Hyperkalaemia Causes
Hyperkalaemia (K+ >5.5 mmol/L) is potentially fatal due to cardiac arrhythmias. Urgent treatment is required when K+ >6.5 mmol/L or ECG changes are present.
✦ The Mnemonic
"DR CRAMP — Hyperkalaemia Causes"
Drugs · Renal failure · Crush · RTA · Addison's · Massive transfusion · Pseudohyperkalaemia
Clinical Breakdown
ECG changes in hyperkalaemia (in order of severity): peaked T waves → PR prolongation → P wave flattening → widened QRS → sine wave pattern → VF/asystole. Any ECG change requires immediate treatment with IV calcium gluconate (membrane stabilisation).

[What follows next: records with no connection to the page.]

//! Per-cartridge input session.
//!
//! Owns the input vector, the peripheral selected for each port and the
//! difficulty switches. The main loop holds exactly one session and resets
//! it whenever a cartridge is (re)loaded.

use log::info;

use crate::core::cartridge::CartridgeInfo;
use crate::core::host::Overlay;
use crate::core::timing::VideoTiming;
use crate::input::difficulty::{DifficultySwitches, DisplayPolicy};
use crate::input::lightgun::LightgunMapper;
use crate::input::peripheral::Peripheral;
use crate::input::raw::RawInput;
use crate::input::translator::translate;
use crate::input::vector::{InputVector, Slot};

/// User-facing input settings.
#[derive(Clone, Copy, Debug, PartialEq, Eq)]
pub struct InputOptions {
    /// Exchange the two fire buttons on both ports.
    pub swap_buttons: bool,
    /// Allow toggling the difficulty switches from the host.
    pub difficulty_switches: bool,
    pub difficulty_display: DisplayPolicy,
    /// Draw the light-gun reticle.
    pub lightgun_crosshair: bool,
}

impl Default for InputOptions {
    fn default() -> Self {
        Self {
            swap_buttons: false,
            difficulty_switches: true,
            difficulty_display: DisplayPolicy::WhenChanged,
            lightgun_crosshair: true,
        }
    }
}

/// Host requests raised while refreshing the input vector.
#[derive(Clone, Copy, Debug, Default, PartialEq, Eq)]
pub struct FrameEvents {
    pub pause: bool,
    pub quit: bool,
}

pub struct Session {
    vector: InputVector,
    ports: [Peripheral; 2],
    difficulty: DifficultySwitches,
    options: InputOptions,
}

impl Session {
    /// A session with no cartridge: two joysticks, NTSC timers.
    pub fn new(options: InputOptions) -> Self {
        let mut session = Self {
            vector: InputVector::new(),
            ports: [Peripheral::Joystick, Peripheral::Joystick],
            difficulty: DifficultySwitches::new(60.0),
            options,
        };
        session.write_difficulty();
        session
    }

    /// Reset all input state for a freshly loaded cartridge.
    pub fn load_cartridge(&mut self, cart: &CartridgeInfo, timing: VideoTiming, frame_rate: f64) {
        self.vector = InputVector::new();
        self.ports = [
            Peripheral::for_port(0, cart, timing),
            Peripheral::for_port(1, cart, timing),
        ];
        self.difficulty.reset(frame_rate);
        self.write_difficulty();
        info!(
            "input session for \"{}\": port 0 {}, port 1 {}",
            cart.title,
            describe(&self.ports[0]),
            describe(&self.ports[1])
        );
    }

    pub fn options(&self) -> &InputOptions {
        &self.options
    }

    pub fn set_options(&mut self, options: InputOptions) {
        self.options = options;
    }

    pub fn input(&self) -> &InputVector {
        &self.vector
    }

    pub fn peripheral(&self, port: usize) -> &Peripheral {
        &self.ports[port]
    }

    pub fn difficulty(&self) -> &DifficultySwitches {
        &self.difficulty
    }

    pub fn lightgun(&self) -> Option<&LightgunMapper> {
        self.ports[0].lightgun()
    }

    /// Rebuild the input vector from one raw poll.
    pub fn refresh(&mut self, raw: &RawInput) -> FrameEvents {
        let swap = self.options.swap_buttons;
        let mut pause = false;
        for (port, peripheral) in self.ports.iter_mut().enumerate() {
            pause |= translate(port, raw, peripheral, swap, &mut self.vector);
        }

        if self.options.difficulty_switches {
            let (left_mask, right_mask) = self.ports[0].difficulty_buttons();
            let held = raw.ports[0].held();
            self.difficulty.update(held.any(left_mask), held.any(right_mask));
        }
        self.write_difficulty();

        FrameEvents {
            pause,
            quit: raw.quit,
        }
    }

    /// Advance per-frame timers; called once per executed frame.
    pub fn tick(&mut self) {
        self.difficulty.tick();
    }

    /// Require a fresh trigger release, e.g. after returning from a menu
    /// whose confirm button is the trigger.
    pub fn rearm_trigger(&mut self) {
        if let Some(gun) = self.ports[0].lightgun_mut() {
            gun.rearm();
        }
    }

    /// Aim point to hand to the emulation core, if a light gun is active.
    pub fn lightgun_aim(&self) -> Option<(i32, f32)> {
        self.lightgun().and_then(LightgunMapper::aim)
    }

    /// Overlay for the current frame (without the FPS counter).
    pub fn overlay(&self) -> Overlay {
        let crosshair = if self.options.lightgun_crosshair {
            self.lightgun().and_then(LightgunMapper::crosshair)
        } else {
            None
        };
        let difficulty = self
            .difficulty
            .indicator_visible(self.options.difficulty_display)
            .then(|| (!self.difficulty.left(), !self.difficulty.right()));
        Overlay {
            crosshair,
            difficulty,
            fps: None,
        }
    }

    fn write_difficulty(&mut self) {
        self.vector.set(Slot::LeftDifficulty, self.difficulty.left());
        self.vector.set(Slot::RightDifficulty, self.difficulty.right());
    }
}

fn describe(peripheral: &Peripheral) -> &'static str {
    match peripheral {
        Peripheral::Joystick => "joystick",
        Peripheral::TwinStick => "twin-stick",
        Peripheral::Lightgun(_) => "light gun",
    }
}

Emergency treatment: 1) IV calcium gluconate 10 mL 10% (membrane stabilisation — works in minutes); 2) Insulin + glucose (drives K+ into cells — works in 30 min); 3) Salbutamol nebulised (also drives K+ intracellular); 4) Sodium bicarbonate if acidotic; 5) Calcium resonium or patiromer (removes K+ from gut — hours); 6) Haemodialysis if refractory.

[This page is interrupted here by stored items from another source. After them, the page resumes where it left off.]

use std::sync::Arc;
use std::sync::atomic::{AtomicBool, Ordering};
use std::time::{Duration, Instant};

/// Remaining time below which `SystemClock` spins instead of sleeping.
const SPIN_THRESHOLD: Duration = Duration::from_millis(2);

/// Shared stop request. Cloning yields a handle to the same flag, so a
/// host thread can stop a loop running elsewhere.
#[derive(Clone, Debug, Default)]
pub struct CancelToken(Arc<AtomicBool>);

impl CancelToken {
    pub fn new() -> Self {
        Self::default()
    }

    pub fn cancel(&self) {
        self.0.store(true, Ordering::Relaxed);
    }

    pub fn is_cancelled(&self) -> bool {
        self.0.load(Ordering::Relaxed)
    }

    pub fn clear(&self) {
        self.0.store(false, Ordering::Relaxed);
    }
}

#[derive(Clone, Copy, Debug, PartialEq, Eq)]
pub enum WaitOutcome {
    /// The deadline was reached.
    Due,
    /// The token was cancelled before the deadline.
    Cancelled,
}

/// Monotonic time source with a cancellable wait.
pub trait Clock {
    /// Time since the clock's origin.
    fn now(&self) -> Duration;

    /// Block until `deadline` (relative to the origin) or cancellation.
    fn wait_until(&mut self, deadline: Duration, cancel: &CancelToken) -> WaitOutcome;
}

/// Wall clock: sleeps for the bulk of a wait and spins the remainder.
#[derive(Debug)]
pub struct SystemClock {
    origin: Instant,
}

impl SystemClock {
    pub fn new() -> Self {
        Self {
            origin: Instant::now(),
        }
    }
}

impl Default for SystemClock {
    fn default() -> Self {
        Self::new()
    }
}

impl Clock for SystemClock {
    fn now(&self) -> Duration {
        self.origin.elapsed()
    }

    fn wait_until(&mut self, deadline: Duration, cancel: &CancelToken) -> WaitOutcome {
        loop {
            if cancel.is_cancelled() {
                return WaitOutcome::Cancelled;
            }
            let now = self.now();
            if now >= deadline {
                return WaitOutcome::Due;
            }
            let remaining = deadline - now;
            if remaining > SPIN_THRESHOLD {
                std::thread::sleep(remaining - SPIN_THRESHOLD);
            } else {
                std::hint::spin_loop();
            }
        }
    }
}

/// Deterministic clock: time only moves when advanced explicitly or when
/// a wait jumps to its deadline.
#[derive(Clone, Debug, Default)]
pub struct ManualClock {
    now: Duration,
    waits: u64,
}

impl ManualClock {
    pub fn new() -> Self {
        Self::default()
    }

    pub fn advance(&mut self, by: Duration) {
        self.now += by;
    }

    /// Number of waits that reached their deadline.
    pub fn waits(&self) -> u64 {
        self.waits
    }
}

impl Clock for ManualClock {
    fn now(&self) -> Duration {
        self.now
    }

    fn wait_until(&mut self, deadline: Duration, cancel: &CancelToken) -> WaitOutcome {
        if cancel.is_cancelled() {
            return WaitOutcome::Cancelled;
        }
        self.now = self.now.max(deadline);
        self.waits += 1;
        WaitOutcome::Due
    }
}
use crate::config::ConfigError;

#[derive(Debug, thiserror::Error)]
pub enum FrontendError {
    #[error("SDL error: {0}")]
    Sdl(String),

    #[error(transparent)]
    Config(#[from] ConfigError),

    #[error("unknown machine \"{name}\" (available: {available})")]
    UnknownMachine { name: String, available: String },

    #[error("no machine given; use --list to see the available machines")]
    NoMachine,
}

/// SDL reports most failures as plain strings.
pub fn sdl<E: std::fmt::Display>(e: E) -> FrontendError {
    FrontendError::Sdl(e.to_string())
}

Pseudohyperkalaemia: always exclude before treating. A haemolysed sample (visible pink colour), delayed processing, or extreme thrombocytosis/leukocytosis can falsely raise K+. Request a fresh sample in a lithium heparin tube, processed immediately.
⭐ Clinical Pearl
Hyperkalaemia in AKI + ACEi: the most common preventable cause in hospital. Stop ACEi/ARBs + K+-sparing diuretics immediately. Review all medications. Correct volume depletion. If K+ >6.5 mmol/L and not responding to medical management within 2–4 hours — request urgent nephrology review for haemodialysis.